58 thoughts on “Save Your USB-C Plugs From Oblivion

  1. If it was a way to make right angle short ends, but it’s a way to put a longer lever into the poor socket which is much harder to replace. The right way to strain relief of a cord is a radiused funnel not that springy elephant trunk stuff. Besides aren’t those ugly soiled stiff braided cable sheaths better at holding up to stress?

    1. I’m pretty sure strain relief on this is less from single hard events that break the cable and could break the socket and more fatigue repeated small strains like you might expect from daily use on a mobile device. The latter probably isn’t breaking the port.

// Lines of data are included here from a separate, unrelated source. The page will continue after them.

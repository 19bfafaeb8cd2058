//! Veth pair provisioning across namespaces.
//!
//! Namespace allocation, device creation and the move into the peer
//! namespace are one logical transaction: a failure at any step unwinds
//! what was already created before the error is reported. The pair is
//! created *inside* the fresh parent namespace, so nothing can leak into
//! the namespace the caller runs in.

use std::fmt;
use std::os::fd::AsRawFd;

use futures_util::TryStreamExt;
use netlink_packet_route::link::LinkAttribute;
use rand::Rng;
use rand::distributions::Alphanumeric;
use rtnetlink::{Handle, LinkUnspec, LinkVeth};
use tracing::{debug, error};

use crate::RigResult;
use crate::error::LinkError;
use crate::netns::{NetNs, handle_in};

/// EUI-48 hardware address of a network interface.
#[derive(Clone, Copy, PartialEq, Eq)]
pub struct MacAddr([u8; 6]);

impl MacAddr {
    pub fn octets(&self) -> [u8; 6] {
        self.0
    }
}

impl From<[u8; 6]> for MacAddr {
    fn from(octets: [u8; 6]) -> Self {
        Self(octets)
    }
}

impl fmt::Display for MacAddr {
    fn fmt(&self, f: &mut fmt::Formatter<'_>) -> fmt::Result {
        let o = &self.0;
        write!(
            f,
            "{:02x}:{:02x}:{:02x}:{:02x}:{:02x}:{:02x}",
            o[0], o[1], o[2], o[3], o[4], o[5]
        )
    }
}

impl fmt::Debug for MacAddr {
    fn fmt(&self, f: &mut fmt::Formatter<'_>) -> fmt::Result {
        fmt::Display::fmt(self, f)
    }
}

/// One end of a veth pair: the namespace it lives in and its identity
/// within that namespace.
///
/// The index and hardware address are only meaningful as seen from inside
/// `netns`; the peer end has its own, unrelated pair of values.
#[derive(Debug)]
pub struct VethEnd {
    pub netns: NetNs,
    pub ifindex: u32,
    pub mac: MacAddr,
}

/// A connected pair of virtual interfaces spanning two namespaces, the
/// sole L2 path between them.
///
/// Dropping the pair drops its namespace descriptors; once no other
/// reference keeps a namespace alive the kernel destroys it along with
/// the veth end inside, which tears down the peer end as well.
#[derive(Debug)]
pub struct VethPair {
    pub parent: VethEnd,
    pub child: VethEnd,
}

impl VethPair {
    /// Provisions a veth pair across two freshly created namespaces.
    pub async fn create() -> RigResult<Self> {
        let child = NetNs::create().await?;
        Self::create_in(&child).await
    }

    /// Provisions a veth pair with the parent end in a freshly created
    /// namespace and the child end moved into the existing `child_ns`.
    ///
    /// On failure every object created by this call is torn down before
    /// the error is reported; `child_ns` itself belongs to the caller and
    /// is left alone.
    pub async fn create_in(child_ns: &NetNs) -> RigResult<Self> {
        let parent_ns = NetNs::create().await?;
        let child_clone = child_ns.try_clone()?;
        let handle = handle_in(&parent_ns)?;

        let parent_name = random_ifname("vp");
        let child_name = random_ifname("vc");

        // A failure up to and including this step leaves only the fresh
        // parent namespace, which dies with `parent_ns`.
        handle
            .link()
            .add(LinkVeth::new(&parent_name, &child_name).build())
            .execute()
            .await
            .map_err(|source| LinkError::Create {
                name: parent_name.clone(),
                peer: child_name.clone(),
                source,
            })?;

        match wire(&handle, child_ns, &parent_name, &child_name).await {
            Ok((parent, child)) => {
                debug!(
                    parent_ifindex = parent.0,
                    parent_mac = %parent.1,
                    child_ifindex = child.0,
                    child_mac = %child.1,
                    "veth pair provisioned"
                );
                Ok(Self {
                    parent: VethEnd {
                        netns: parent_ns,
                        ifindex: parent.0,
                        mac: parent.1,
                    },
                    child: VethEnd {
                        netns: child_clone,
                        ifindex: child.0,
                        mac: child.1,
                    },
                })
            }
            Err(err) => {
                unwind(&handle, &parent_name).await;
                Err(err)
            }
        }
    }
}

/// Brings the interface `ifindex` administratively up inside `netns`.
pub async fn link_up(netns: &NetNs, ifindex: u32) -> RigResult<()> {
    let handle = handle_in(netns)?;
    set_link_up(&handle, ifindex).await
}

/// Moves the child end over, resolves both identities and brings both
/// ends up. Runs after the pair exists, so the caller can unwind it as a
/// unit on failure.
async fn wire(
    parent: &Handle,
    child_ns: &NetNs,
    parent_name: &str,
    child_name: &str,
) -> RigResult<((u32, MacAddr), (u32, MacAddr))> {
    let (parent_index, parent_mac) = link_identity(parent, parent_name).await?;
    let (move_index, _) = link_identity(parent, child_name).await?;

    parent
        .link()
        .set(
            LinkUnspec::new_with_index(move_index)
                .setns_by_fd(child_ns.as_raw_fd())
                .build(),
        )
        .execute()
        .await
        .map_err(|source| LinkError::Move {
            ifindex: move_index,
            source,
        })?;

    // The move may renumber the interface; its identity is only
    // authoritative as seen from inside the child namespace.
    let child = handle_in(child_ns)?;
    let (child_index, child_mac) = link_identity(&child, child_name).await?;

    set_link_up(parent, parent_index).await?;
    set_link_up(&child, child_index).await?;

    Ok(((parent_index, parent_mac), (child_index, child_mac)))
}

async fn link_identity(handle: &Handle, name: &str) -> RigResult<(u32, MacAddr)> {
    let mut links = handle.link().get().match_name(name.to_string()).execute();
    let message = links
        .try_next()
        .await
        .map_err(|source| LinkError::Query {
            name: name.to_string(),
            source,
        })?
        .ok_or_else(|| LinkError::NotFound {
            name: name.to_string(),
        })?;

    let index = message.header.index;
    for attribute in message.attributes {
        if let LinkAttribute::Address(octets) = attribute
            && let Ok(mac) = <[u8; 6]>::try_from(octets.as_slice())
        {
            return Ok((index, MacAddr::from(mac)));
        }
    }
    Err(LinkError::NoHardwareAddress {
        name: name.to_string(),
    }
    .into())
}

async fn set_link_up(handle: &Handle, ifindex: u32) -> RigResult<()> {
    handle
        .link()
        .set(LinkUnspec::new_with_index(ifindex).up().build())
        .execute()
        .await
        .map_err(|source| LinkError::ChangeStateUp { ifindex, source })?;
    Ok(())
}

/// Best-effort rollback after a failed wiring step: deleting the parent
/// end removes the whole pair, wherever the peer end currently sits.
/// Secondary failures are logged and never replace the primary error.
async fn unwind(parent: &Handle, parent_name: &str) {
    let mut links = parent
        .link()
        .get()
        .match_name(parent_name.to_string())
        .execute();
    match links.try_next().await {
        Ok(Some(message)) => {
            if let Err(err) = parent.link().del(message.header.index).execute().await {
                error!(name = parent_name, %err, "rollback: unable to delete veth pair");
            }
        }
        Ok(None) => {}
        Err(err) => {
            error!(name = parent_name, %err, "rollback: unable to look up veth pair");
        }
    }
}

// Random suffix so several pairs can coexist and a leftover from a crashed
// run is recognizable. Stays well under the 15-byte interface name limit.
fn random_ifname(prefix: &str) -> String {
    let suffix: String = rand::thread_rng()
        .sample_iter(&Alphanumeric)
        .take(8)
        .map(char::from)
        .collect();
    format!("{prefix}-{suffix}")
}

    1. You can use this before the cable begings to get damage.
      Also my comment about the first link (FM3k) was not accepted because I wrote about me laughing like a “minion hearing the word BUT, but with a double T” when I heard about FM3k.

      1. I think their point was that it’s a bad idea to attach a big lever to the connector, so when something bumps it, instead of damaging the cable, it would wrench the USB socket off.

    2. really needs to be ‘cheap’ but broken cable!
      As assuming you can actually get a footprint compatible connector and have the gear for SMD rework (as USB-C pretty inevitability isn’t a soldering iron job) its actually cheaper to repair the connector by quite some margin even paying yourself a decent hourly rate most of the time. At least for the USB-C cable that isn’t strictly just USB2.0, low power as those are relatively cheap, but the USB 3 speed cables, or worse the USB 4 and high power rated cables really really are not cheap, and really not very repairable.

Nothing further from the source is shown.